Overall survival from out-of-hospital cardiac arrest is approximately 3% to 5%.^1,2 To appropriately guide post-resuscitation management in cardiac arrest victims who achieve return of spontaneous circulation (ROSC), the apparent severity of hypoxic brain damage is usually considered. As a result, a predictive test with the potential of being applicable to comatose patients in the emergency department or critical care unit early after cardiopulmonary resuscitation (CPR) has great appeal.

Several clinical scales, electrophysiological techniques, and imaging methods have been found to facilitate recovery prediction in patients after cardiac arrest.^3-9 However, the final outcome of patients resuscitated from cardiac arrest typically remains unclear for a significant period of time. Recently, studies have suggested a possible prognostic role of nervous system-specific proteins and biochemical markers of cerebral tissue damage. Cerebrospinal fluid analysis has demonstrated the presence of a number of potentially prognostic enzymes.^10,11 Neuron-specific enolase (NSE) is an isoenzyme of the glycolytic enzyme enolase (2-phospho-D-glycerate hydrolase), and has been shown to be highly specific for neuronal tissue that is released into the cerebrospinal fluid and the cerebral and systemic circulation after neuronal damage.^12-15 Neuron-specific enolase is a dimeric enzyme composed of 2 γ-subunits, and is nearly exclusively located in cells of neuroectodermal origin.¹⁶ In healthy individuals, NSE is only negligibly present in the peripheral blood. Various investigators have found an increase in serum NSE levels after neuronal damage associated with intracerebral hemorrhage, ischemic stroke and brain injury, indicating that NSE is both a sensitive and quantitative marker of parenchymal brain injury.^17-22 Reduced cerebral perfusion during CPR, and resulting cerebral ischemia, can cause leakage of cytosolic brain enzymes into the cerebrospinal fluid and blood. Previous studies have demonstrated elevated NSE levels in cerebrospinal fluid and serum in patients after cardiac arrest with CPR.^23-25 However, limited data are available on the predictive value of NSE levels on survival after CPR.^25-27

This observational study was designed to investigate the prognostic ability of serum NSE concentration, as a biochemical marker of ischemic brain injury, to predict survival to hospital discharge in cardiac arrest victims with CPR of at least 5 minutes duration. The study was designed to be hypothesis generating rather than conclusive.

Methods

Patient population

All patients with ROSC after CPR of at least 5 minutes duration following non-traumatic normothermic in-hospital or out-of-hospital cardiac arrest, and admitted to the intensive care unit of the General Hospital in Wels, Austria, between April 2001 and March 2002 were eligible. Patients with a history of cancer before CPR and patients who were transferred to our institution from other intensive care units were excluded. Patient were also excluded if investigations or autopsy revealed a non-cardiac etiology for the cardiac arrest.
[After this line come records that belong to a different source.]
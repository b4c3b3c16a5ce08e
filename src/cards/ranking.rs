use super::rank::Rank;

/// the value of a hand's best-5 grouping, ignoring kicker cards.
/// variants are declared weakest-first so that the derived `Ord`
/// orders hands the way poker does: stronger hands compare greater.
#[derive(Debug, Clone, Copy, Eq, PartialEq, PartialOrd, Ord)]
pub enum Ranking {
    HighCard(Rank),        // 4 kickers
    OnePair(Rank),         // 3 kickers
    TwoPair(Rank, Rank),   // 1 kicker
    ThreeOAK(Rank),        // 2 kickers
    Straight(Rank),        // 0 kickers
    Flush(Rank),           // 0 kickers
    FullHouse(Rank, Rank), // 0 kickers
    FourOAK(Rank),         // 1 kicker
    StraightFlush(Rank),   // 0 kickers
}

impl Ranking {
    pub fn n_kickers(&self) -> usize {
        match self {
            Ranking::HighCard(_) => 4,
            Ranking::OnePair(_) => 3,
            Ranking::ThreeOAK(_) => 2,
            Ranking::FourOAK(_) | Ranking::TwoPair(_, _) => 1,
            _ => 0,
        }
    }

    pub fn mask(&self) -> u16 {
        match *self {
            Ranking::TwoPair(hi, lo) => !(u16::from(hi) | u16::from(lo)),
            Ranking::HighCard(hi)
            | Ranking::OnePair(hi)
            | Ranking::FourOAK(hi)
            | Ranking::ThreeOAK(hi) => !(u16::from(hi)),
            Ranking::FullHouse(..) | Ranking::StraightFlush(..) | Ranking::Straight(..) | Ranking::Flush(..) => {
                unreachable!("no kickers for this ranking")
            }
        }
    }

    /// the spec's 1..10 hand category, where 1 = Royal Flush and 10 = High Card
    /// (lower category wins). A straight flush topping out at the Ace is a
    /// Royal Flush and gets its own category.
    pub fn category(&self) -> u8 {
        match self {
            Ranking::StraightFlush(Rank::Ace) => 1,
            Ranking::StraightFlush(_) => 2,
            Ranking::FourOAK(_) => 3,
            Ranking::FullHouse(..) => 4,
            Ranking::Flush(_) => 5,
            Ranking::Straight(_) => 6,
            Ranking::ThreeOAK(_) => 7,
            Ranking::TwoPair(..) => 8,
            Ranking::OnePair(_) => 9,
            Ranking::HighCard(_) => 10,
        }
    }
}

impl std::fmt::Display for Ranking {
    fn fmt(&self, f: &mut std::fmt::Formatter) -> std::fmt::Result {
        match self {
            Ranking::FullHouse(r1, r2) => write!(f, "FullHouse     {r1}{r2}"),
            Ranking::TwoPair(r1, r2) => write!(f, "TwoPair       {r1}{r2}"),
            Ranking::HighCard(r) => write!(f, "HighCard      {r} "),
            Ranking::OnePair(r) => write!(f, "OnePair       {r} "),
            Ranking::ThreeOAK(r) => write!(f, "ThreeOfAKind  {r} "),
            Ranking::Straight(r) => write!(f, "Straight      {r} "),
            Ranking::FourOAK(r) => write!(f, "FourOfAKind   {r} "),
            Ranking::Flush(r) => write!(f, "Flush         {r} "),
            Ranking::StraightFlush(Rank::Ace) => write!(f, "RoyalFlush    A "),
            Ranking::StraightFlush(r) => write!(f, "StraightFlush {r} "),
        }
    }
}
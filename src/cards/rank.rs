use std::fmt::{Display, Formatter, Result};

#[derive(Debug, Clone, Copy, Hash, PartialEq, Eq, PartialOrd, Ord)]
pub enum Rank {
    Two = 0,
    Three = 1,
    Four = 2,
    Five = 3,
    Six = 4,
    Seven = 5,
    Eight = 6,
    Nine = 7,
    Ten = 8,
    Jack = 9,
    Queen = 10,
    King = 11,
    Ace = 12,
}

impl Rank {
    /// rank index used by the preflop abstraction, Ace low (1..13)
    pub fn index(&self) -> u8 {
        *self as u8 + 1
    }
}

impl From<u8> for Rank {
    fn from(n: u8) -> Rank {
        match n {
            0 => Rank::Two,
            1 => Rank::Three,
            2 => Rank::Four,
            3 => Rank::Five,
            4 => Rank::Six,
            5 => Rank::Seven,
            6 => Rank::Eight,
            7 => Rank::Nine,
            8 => Rank::Ten,
            9 => Rank::Jack,
            10 => Rank::Queen,
            11 => Rank::King,
            12 => Rank::Ace,
            _ => panic!("invalid rank index {n}"),
        }
    }
}

/// rank_masks isomorphism: lowest set bit of a 13-bit rank mask
impl From<u16> for Rank {
    fn from(bits: u16) -> Rank {
        Rank::from(bits.trailing_zeros() as u8)
    }
}
impl From<Rank> for u16 {
    fn from(r: Rank) -> u16 {
        1 << (r as u8)
    }
}
impl From<Rank> for u8 {
    fn from(r: Rank) -> u8 {
        r as u8
    }
}

impl TryFrom<char> for Rank {
    type Error = crate::error::CardError;
    fn try_from(c: char) -> std::result::Result<Self, Self::Error> {
        match c.to_ascii_uppercase() {
            'A' => Ok(Rank::Ace),
            '2' => Ok(Rank::Two),
            '3' => Ok(Rank::Three),
            '4' => Ok(Rank::Four),
            '5' => Ok(Rank::Five),
            '6' => Ok(Rank::Six),
            '7' => Ok(Rank::Seven),
            '8' => Ok(Rank::Eight),
            '9' => Ok(Rank::Nine),
            'T' => Ok(Rank::Ten),
            'J' => Ok(Rank::Jack),
            'Q' => Ok(Rank::Queen),
            'K' => Ok(Rank::King),
            _ => Err(crate::error::CardError::InvalidCard(c.to_string())),
        }
    }
}

impl Display for Rank {
    fn fmt(&self, f: &mut Formatter) -> Result {
        write!(
            f,
            "{}",
            match self {
                Rank::Two => "2",
                Rank::Three => "3",
                Rank::Four => "4",
                Rank::Five => "5",
                Rank::Six => "6",
                Rank::Seven => "7",
                Rank::Eight => "8",
                Rank::Nine => "9",
                Rank::Ten => "T",
                Rank::Jack => "J",
                Rank::Queen => "Q",
                Rank::King => "K",
                Rank::Ace => "A",
            }
        )
    }
}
Venous blood samples for NSE analysis were obtained from an antecubital vein immediately after RSOC (baseline), and 6 hours, 12 hours, and 2 days later. Blood samples were collected directly into sampling tubes, allowed to coagulate, and centrifuged at 3000 rotations per minute for 10 minutes. All analyses were performed immediately after blood sampling. The study protocol was approved by the local Ethics Committee (Human Subjects Institutional Review Board).

Outcome variables

Clinical outcomes

All patients were followed to the point of death or survival to hospital discharge. Neurologic outcome was assessed using the Glasgow Coma Scale (GCS) score.²⁸ Functional neurologic recovery was assessed twice daily for the first 2 days after cardiac arrest. A GCS score of £7 was classified as poor neurologic outcome, and a score of Ž8 was classified as good neurologic outcome.

Laboratory analysis

The assay used to measure NSE is based on electro-chemoluminescence immunoassay technology, and was performed on the Elecsys System (Roche Diagnostics, Germany). The normal range of NSE levels from this assay is 3-14 μg/L.

Statistical analysis

A 2-tailed sample size calculation was performed using following assumptions: p value 0.05; power 80%; 300% absolute difference of NSE levels at 48 hours between survivors and non-survivors; and an anticipated NSE level of 12 μg/L in the survivor group.¹⁷ This generated a sample requirement of 8 patients per group.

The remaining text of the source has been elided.